What you have to do ::
Please reproduce every record, keeping each one exactly as written.
##### Supplied data #####
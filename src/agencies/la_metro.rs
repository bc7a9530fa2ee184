//! LA Metro rail arrivals.
//!
//! Upstream: the Swiftly-hosted GTFS-RT trip update feed for `lametro-rail`,
//! keyed by an `Authorization` header.

use super::feed::{arrivals_at_stop, delay_fields, parse_feed};
use super::{AdapterError, Agency, AgencyAdapter, ArrivalsQuery};
use crate::arrivals::{label_for_eta, StandardArrival};
use crate::fetch::{fetch_bytes, BasicClient, HeaderAuth, RequestPolicy};
use async_trait::async_trait;
use chrono::Utc;

const FEED_URL: &str = "https://api.goswift.ly/real-time/lametro-rail/gtfs-rt-trip-updates";

pub struct LaMetroAdapter {
    client: Option<HeaderAuth<BasicClient>>,
    policy: RequestPolicy,
}

impl LaMetroAdapter {
    pub fn new(key: Option<&str>, policy: RequestPolicy) -> anyhow::Result<Self> {
        let client = match key {
            Some(k) => Some(HeaderAuth::new(BasicClient::new(), "authorization", k)?),
            None => None,
        };
        Ok(Self { client, policy })
    }
}

#[async_trait]
impl AgencyAdapter for LaMetroAdapter {
    fn agency(&self) -> Agency {
        Agency::LaMetro
    }

    fn ready(&self) -> bool {
        self.client.is_some()
    }

    async fn arrivals(&self, query: &ArrivalsQuery) -> Result<Vec<StandardArrival>, AdapterError> {
        let client = self
            .client
            .as_ref()
            .ok_or(AdapterError::MissingCredentials("lametro"))?;

        let bytes = fetch_bytes(client, FEED_URL, &self.policy).await?;
        let feed = parse_feed(&bytes).map_err(|e| AdapterError::Vendor {
            agency: "lametro",
            message: e.to_string(),
        })?;

        let now = Utc::now().timestamp();
        let arrivals = arrivals_at_stop(&feed, &query.station, now)
            .into_iter()
            .map(|stop_arrival| {
                let (status, delay) = delay_fields(stop_arrival.delay_seconds);
                StandardArrival {
                    line: stop_arrival.route_id,
                    destination: String::new(),
                    arrival_time: label_for_eta(stop_arrival.eta_seconds),
                    direction: stop_arrival
                        .direction_id
                        .map(|d| d.to_string())
                        .unwrap_or_default(),
                    status,
                    delay,
                    eta_seconds: Some(stop_arrival.eta_seconds),
                }
            })
            .collect();

        Ok(query.finish(arrivals))
    }
}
#####
Solution to this task ::
filename src/agencies/la_metro.rs
repository bc7a9530fa2ee184
//! LA Metro rail arrivals.
//!
//! Upstream: the Swiftly-hosted GTFS-RT trip update feed for `lametro-rail`,
//! keyed by an `Authorization` header.

use super::feed::{arrivals_at_stop, delay_fields, parse_feed};
use super::{AdapterError, Agency, AgencyAdapter, ArrivalsQuery};
use crate::arrivals::{label_for_eta, StandardArrival};
use crate::fetch::{fetch_bytes, BasicClient, HeaderAuth, RequestPolicy};
use async_trait::async_trait;
use chrono::Utc;

const FEED_URL: &str = "https://api.goswift.ly/real-time/lametro-rail/gtfs-rt-trip-updates";

pub struct LaMetroAdapter {
    client: Option<HeaderAuth<BasicClient>>,
    policy: RequestPolicy,
}

impl LaMetroAdapter {
    pub fn new(key: Option<&str>, policy: RequestPolicy) -> anyhow::Result<Self> {
        let client = match key {
            Some(k) => Some(HeaderAuth::new(BasicClient::new(), "authorization", k)?),
            None => None,
        };
        Ok(Self { client, policy })
    }
}

#[async_trait]
impl AgencyAdapter for LaMetroAdapter {
    fn agency(&self) -> Agency {
        Agency::LaMetro
    }

    fn ready(&self) -> bool {
        self.client.is_some()
    }

    async fn arrivals(&self, query: &ArrivalsQuery) -> Result<Vec<StandardArrival>, AdapterError> {
        let client = self
            .client
            .as_ref()
            .ok_or(AdapterError::MissingCredentials("lametro"))?;

        let bytes = fetch_bytes(client, FEED_URL, &self.policy).await?;
        let feed = parse_feed(&bytes).map_err(|e| AdapterError::Vendor {
            agency: "lametro",
            message: e.to_string(),
        })?;

        let now = Utc::now().timestamp();
        let arrivals = arrivals_at_stop(&feed, &query.station, now)
            .into_iter()
            .map(|stop_arrival| {
                let (status, delay) = delay_fields(stop_arrival.delay_seconds);
                StandardArrival {
                    line: stop_arrival.route_id,
                    destination: String::new(),
                    arrival_time: label_for_eta(stop_arrival.eta_seconds),
                    direction: stop_arrival
                        .direction_id
                        .map(|d| d.to_string())
                        .unwrap_or_default(),
                    status,
                    delay,
                    eta_seconds: Some(stop_arrival.eta_seconds),
                }
            })
            .collect();

        Ok(query.finish(arrivals))
    }
}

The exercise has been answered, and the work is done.